Avec les trois médailles du Canadien, 21 ans à l'époque (bronze sur 100 et relais 4x100 m, argent sur 200 m), il avait été désigné comme l'héritier du roi Bolt. "Il va être très bon, il court comme moi", avait lâché "La Foudre".
Finalement, le natif de Scarborough dans l'Ontario a connu de nombreux déboires jusqu'à atteindre le Graal mercredi à Tokyo en 19 sec 62, devenant à 26 ans le 8e performeur de tous les temps sur le demi-tour de piste.
"J'ai longtemps attendu ce moment et je me suis entraîné dur pour cela, a-t-il apprécié. Je savais que les Américains allaient me pousser, me forcer à battre mon record personnel", a-t-il indiqué.

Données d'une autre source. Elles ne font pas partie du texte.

//! Barcode type.

use core::fmt;

use serde::{Deserialize, Serialize};

/// Errors that can occur when parsing a [`Barcode`].
#[derive(thiserror::Error, Debug, Clone, PartialEq, Eq)]
pub enum BarcodeError {
    /// The input is empty after trimming whitespace.
    #[error("barcode cannot be empty")]
    Empty,
    /// The input string is too long.
    #[error("barcode must be at most {max} characters")]
    TooLong {
        /// Maximum allowed length.
        max: usize,
    },
    /// The input contains a control character.
    #[error("barcode cannot contain control characters")]
    ControlCharacter,
}

/// A product barcode.
///
/// Barcodes are the immutable key of every product and cart line. The value
/// is whatever the decoder or the keyboard produced (EAN-13, UPC-A, QR text),
/// so no symbology checks are applied beyond basic hygiene.
///
/// ## Constraints
///
/// - Surrounding whitespace is trimmed (line-oriented scanners append `\r\n`)
/// - Length: 1-128 characters
/// - No control characters
///
/// ## Examples
///
/// ```
/// use apotek_core::Barcode;
///
/// assert_eq!(Barcode::parse(" 8991234567890\r\n").unwrap().as_str(), "8991234567890");
/// assert!(Barcode::parse("").is_err());
/// assert!(Barcode::parse("   ").is_err());
/// ```
#[derive(Debug, Clone, Serialize, Deserialize, PartialEq, Eq, Hash, PartialOrd, Ord)]
#[serde(try_from = "String", into = "String")]
pub struct Barcode(String);

impl Barcode {
    /// Maximum length of a barcode.
    pub const MAX_LENGTH: usize = 128;

    /// Parse a `Barcode` from scanned or typed text.
    ///
    /// # Errors
    ///
    /// Returns an error if the trimmed input is empty, longer than
    /// [`Self::MAX_LENGTH`], or contains control characters.
    pub fn parse(s: &str) -> Result<Self, BarcodeError> {
        let s = s.trim();

        if s.is_empty() {
            return Err(BarcodeError::Empty);
        }

        if s.chars().count() > Self::MAX_LENGTH {
            return Err(BarcodeError::TooLong {
                max: Self::MAX_LENGTH,
            });
        }

        if s.chars().any(char::is_control) {
            return Err(BarcodeError::ControlCharacter);
        }

        Ok(Self(s.to_owned()))
    }

    /// Returns the barcode as a string slice.
    #[must_use]
    pub fn as_str(&self) -> &str {
        &self.0
    }

    /// Consumes the `Barcode` and returns its inner string.
    #[must_use]
    pub fn into_inner(self) -> String {
        self.0
    }
}

impl fmt::Display for Barcode {
    fn fmt(&self, f: &mut fmt::Formatter<'_>) -> fmt::Result {
        write!(f, "{}", self.0)
    }
}

impl std::str::FromStr for Barcode {
    type Err = BarcodeError;

    fn from_str(s: &str) -> Result<Self, Self::Err> {
        Self::parse(s)
    }
}

impl TryFrom<String> for Barcode {
    type Error = BarcodeError;

    fn try_from(s: String) -> Result<Self, Self::Error> {
        Self::parse(&s)
    }
}

impl From<Barcode> for String {
    fn from(barcode: Barcode) -> Self {
        barcode.0
    }
}

impl AsRef<str> for Barcode {
    fn as_ref(&self) -> &str {
        &self.0
    }
}

impl PartialEq<str> for Barcode {
    fn eq(&self, other: &str) -> bool {
        self.0 == other
    }
}

impl PartialEq<&str> for Barcode {
    fn eq(&self, other: &&str) -> bool {
        self.0 == *other
    }
}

Une cascade de blessures, notamment aux ischio-jambiers en 2017, ont quasiment coûté deux saisons au coureur né d'un père originaire de la Barbade et d'une mère venue de Trinidad-et-Tobago.
"2017 a été une année difficile pour moi, j'étais à Londres pour regarder les Mondiaux (blessé), je savais que j'aurais pu y gagner un titre. Puis je suis revenu en 2018 et me suis blessé au même endroit, j'étais abattu, j'ai eu une année supplémentaire de soins. Heureusement les Mondiaux de Doha étaient en octobre (2019)", a-t-il indiqué en zone mixte.
De Grasse s'était relevé à Doha avec l'argent sur 200 m et le bronze sur 100 m.
- "Tu m'as vu?" -
Mercredi il a pu directement saluer ses proches via un système d'écran mis en place au bord de la piste. "Yuri, tu m'as vu? Est-ce que j'ai gagné?", a-t-il demandé à sa fille de trois ans qui bondissait de joie près de sa mère, la championne du monde et vice-championne olympique 2016 du 100 m haies, l'Américaine Nia Ali.
Avec ses éternelles lunettes de soleil, peu importe l'heure de la journée, et ses nombreux tatouages, le filiforme de Grasse a aussi offert un titre olympique à son entraîneur Rana Reider, qu'il a rejoint début 2019 en Floride et dont le groupe connaissait des JO catastrophiques jusqu'ici.
Son coéquipier d'entraînement américain Trayvon Bromell, favori du 100 m, n'avait même pas atteint la finale, et la Nigériane Blessing Okagbare avait été exclue des Jeux après un contrôle positif à l'hormone de croissance le 31 juillet.
De Grasse pourra parler du lourd statut de successeur au jeune Américain Erriyon Knighton. A seulement 17 ans, le plus jeune sélectionné de "Team USA" depuis 1964 a échoué à monter sur un podium qu'il semblait convoiter avec gourmandise.
Chez Knighton le "nouveau-Boltomètre" est au maximum: il est devenu en 2021 le "teenager" le plus rapide de tous les temps, battant les records du monde cadet et junior de Bolt sur 200 m. Quasiment au même âge, le Jamaïcain était simplement éliminé en séries du 200 m olympique d'Athènes en 2004, année de naissance de Knighton.
La pression a dû être forte aussi pour le favori car champion du monde américain Noah Lyles, seulement 3e derrière son coéquipier au bandeau de kung-fu Kenneth "Kenny" Bednarek. Il pourra tout de même savourer une première médaille olympique.